Because of the task force, because of Kish radar, because of the passengers, because it’s your birthday, and most of all because you’re airborne and the only way you stay alive airborne is to be itchy. Amen. He laughed out loud. “What’s up, Scrag?”

“You’re up, that’s wot. So you think you’re a pilot, right?” “Sure, Scrag,” Vossi said cautiously.

“Okay. You’ve pegged Siri Three?”

Vossi grinned and pointed at the distant rig that was barely visible in the haze, slightly east of the cluster.

Scragger beamed. “Then close your eyes.”

“Aw c’me on, Scrag, sure this’s a check flight but how about le - ” “I got control,” Scragger said happily. Instantly Vossi relinquished the controls. “Now close your eyes ‘cause you’re under training.” Confidently the young man took a last careful look at the target rig, adjusted his headset, took off his dark glasses, and obeyed.

Scragger handed Vossi the special pair of dark goggles he had had made. “Here, put ‘em on and don’t open your eyes till I say. Get ready to take control.”

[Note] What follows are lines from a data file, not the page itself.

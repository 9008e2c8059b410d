use super::normalize::Normalizer;
use super::runner::{CommandSpec, ProcessRunner};
use super::{CheckerOptions, SpellChecker};
use crate::error::Result;
use std::path::{Path, PathBuf};

/// aspell in list mode, reading the file on stdin: `aspell list [opts] < file`.
#[derive(Debug, Clone)]
pub struct Aspell {
    program: PathBuf,
    args: Vec<String>,
    runner: ProcessRunner,
}

impl Aspell {
    pub fn new(program: impl Into<PathBuf>, options: &CheckerOptions, runner: ProcessRunner) -> Self {
        let mut args = vec!["list".to_string()];
        args.extend(options.extra_args.iter().cloned());
        if let Some(dictionary) = &options.dictionary {
            args.push(format!("--lang={dictionary}"));
        }
        if let Some(encoding) = &options.encoding {
            args.push(format!("--encoding={encoding}"));
        }
        if let Some(personal) = &options.personal_dictionary {
            args.push(format!("--personal={}", personal.display()));
        }
        if options.key.is_some() {
            tracing::warn!("aspell has no dictionary key option, ignoring it");
        }

        Self {
            program: program.into(),
            args,
            runner,
        }
    }
}

impl SpellChecker for Aspell {
    fn program(&self) -> &Path {
        &self.program
    }

    fn base_command(&self) -> CommandSpec {
        CommandSpec::new(&self.program).args(&self.args)
    }

    fn list_misspelled(&self, file: &Path) -> Result<Vec<String>> {
        self.runner.run(&self.base_command().stdin_file(file))
    }

    fn normalizer(&self) -> Normalizer {
        Normalizer::Quotes
    }
}

#[cfg(test)]
mod tests {
    use super::*;

    #[test]
    fn test_options_become_long_flags() {
        let options = CheckerOptions {
            dictionary: Some("en_GB".to_string()),
            encoding: None,
            personal_dictionary: Some(PathBuf::from("/repo/.aspell.pws")),
            key: None,
            extra_args: vec!["--mode=none".to_string()],
        };
        let checker = Aspell::new("aspell", &options, ProcessRunner::default());

        assert_eq!(
            checker.base_command().to_string(),
            "aspell list --mode=none --lang=en_GB --personal=/repo/.aspell.pws"
        );
        assert_eq!(checker.normalizer(), Normalizer::Quotes);
    }
}
use std::error;
use std::fmt;
use std::io;
use std::path::PathBuf;

use thiserror::Error;
use unicode_width::UnicodeWidthStr;

#[derive(Debug, Error)]
pub enum Error {
    #[error(transparent)]
    Config(#[from] ConfigError),
    #[error(transparent)]
    UnbalancedLoop(#[from] LoopError),
    #[error("{}: {source}", .path.display())]
    Io {
        path: PathBuf,
        #[source]
        source: io::Error,
    },
    #[error("{stage} process failed with {status}")]
    Toolchain { stage: &'static str, status: i32 },
    #[error("could not run {stage}: {source}")]
    ToolchainSpawn {
        stage: &'static str,
        #[source]
        source: io::Error,
    },
    #[error("no object format is known for this platform")]
    UnsupportedPlatform,
}

impl Error {
    pub fn io(path: impl Into<PathBuf>, source: io::Error) -> Self {
        Error::Io {
            path: path.into(),
            source,
        }
    }
}

#[derive(Debug, Clone, PartialEq, Eq, Error)]
pub enum ConfigError {
    #[error("'{0}' is not a valid number")]
    InvalidNumber(String),
    #[error("{0}: is not a valid number of bytes for buffer element (expected 1, 2, 4 or 8)")]
    InvalidElementWidth(usize),
    #[error("buffer length must be greater than zero")]
    ZeroTapeLength,
    #[error("buffer of {length} elements of {width} bytes is too large")]
    TapeTooLarge { length: usize, width: usize },
}

#[derive(Debug, Clone, Copy, PartialEq, Eq)]
pub enum LoopErrorKind {
    /// A `]` with no open loop.
    ExtraCloseLoop,
    /// End of input reached with a `[` still open.
    UnclosedLoop,
}

/// An unbalanced bracket, with enough of the source kept around to point at it.
#[derive(Debug, Clone, PartialEq, Eq)]
pub struct LoopError {
    kind: LoopErrorKind,
    line: Vec<u8>,
    linenum: usize,
    offset: usize,
}

impl LoopError {
    /// `i` is the byte index of the offending bracket in `code`.
    pub(crate) fn new(kind: LoopErrorKind, code: &[u8], i: usize) -> Self {
        let (line, linenum, offset) = find_line(code, i);
        Self {
            kind,
            line: line.into(),
            linenum,
            offset,
        }
    }

    pub fn kind(&self) -> LoopErrorKind {
        self.kind
    }

    /// 1-based line of the offending bracket.
    pub fn line(&self) -> usize {
        self.linenum
    }

    /// 1-based column of the offending bracket, in characters.
    pub fn column(&self) -> usize {
        String::from_utf8_lossy(&self.line[..self.offset]).chars().count() + 1
    }
}

impl fmt::Display for LoopError {
    fn fmt(&self, f: &mut fmt::Formatter) -> fmt::Result {
        let line = String::from_utf8_lossy(&self.line);
        let prefix = String::from_utf8_lossy(&self.line[..self.offset]);
        let width = UnicodeWidthStr::width(&*prefix);

        match self.kind {
            LoopErrorKind::UnclosedLoop => {
                writeln!(f, "reached end of input with unterminated loop")?;
                writeln!(f, "loop started at {}:{}", self.linenum, self.column())?;
            }
            LoopErrorKind::ExtraCloseLoop => {
                writeln!(
                    f,
                    "] found at {}:{} when not in a loop",
                    self.linenum,
                    self.column()
                )?;
            }
        }

        writeln!(f, "{}", line.trim_end_matches('\r'))?;
        write!(f, "{}^", " ".repeat(width))
    }
}

impl error::Error for LoopError {}

/// Returns the line containing byte `i`, its 1-based number, and the byte
/// offset of `i` within it.
fn find_line(code: &[u8], i: usize) -> (&[u8], usize, usize) {
    let offset = code[..i].iter().rev().take_while(|x| **x != b'\n').count();
    let start = i - offset;
    let end = i + code[i..].iter().take_while(|x| **x != b'\n').count();
    let linenum = code[..start].iter().filter(|x| **x == b'\n').count() + 1;
    (&code[start..end], linenum, offset)
}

Vossi put on the goggles, and smoothly, still with his eyes closed, his hands and feet reached out, barely touching the controls as he knew Scragger liked. “Okay. Ready, Scrag.”

“You got her.”

At once Vossi took over the controls, firmly and lightly, and was pleased that the transition was smooth, the airplane staying straight and level. He was flying now with only his ears to guide him, trying to anticipate the slightest variation in engine note - slowing down or speeding up - that would indicate he was climbing or descending. Now a small change. He anticipated nicely, almost sensing it before it happened, that the pitch was rising, therefore the engines were gathering speed and therefore the chopper was diving. He made the correction and brought her level again. “Good on you, sport,” Scragger said approvingly. “Now open your eyes.” Vossi had expected the usual training glasses that excluded outside visibility but allowed you to see the instruments. He found himself in total blackness. In sudden panic, his concentration vanished and with it his coordination. For a split second he was totally disoriented, his stomach reeling as he knew the airplane would reel. But it didn’t. The controls stayed rock firm in Scragger’s hands that he had not felt on the controls. “Jesssus,” Vossi gasped, fighting his nausea, automatically reaching up to tear off the goggles.

“Keep ‘em on! Ed, this’s an emergency, you’re the pilot, the only pilot aboard and you’re in trouble - you can’t see. Wot’re you going to do? Take the controls! Come on! Emergency!”

There was bile in Vossi’s mouth and he spat it out, his hands and feet nervous. He took the controls, overcorrected, and almost cried out in panic as they lurched, for he was expecting that Scragger would still be monitoring them. But he wasn’t. Again Vossi overcorrected, totally disoriented. This time Scragger minimized the mistake.

“Settle down, Ed,” he ordered. “Listen to the bloody engine! Get your hands and feet in tune.” Then more gently: “Steady now, you’re doing fine, steady now. You can vomit later. You’re in an emergency, you’ve got to put her down, and you got thirteen passengers aft. Me, I’m here beside you but I’m not a bleeding pilot, now wot you going to do?”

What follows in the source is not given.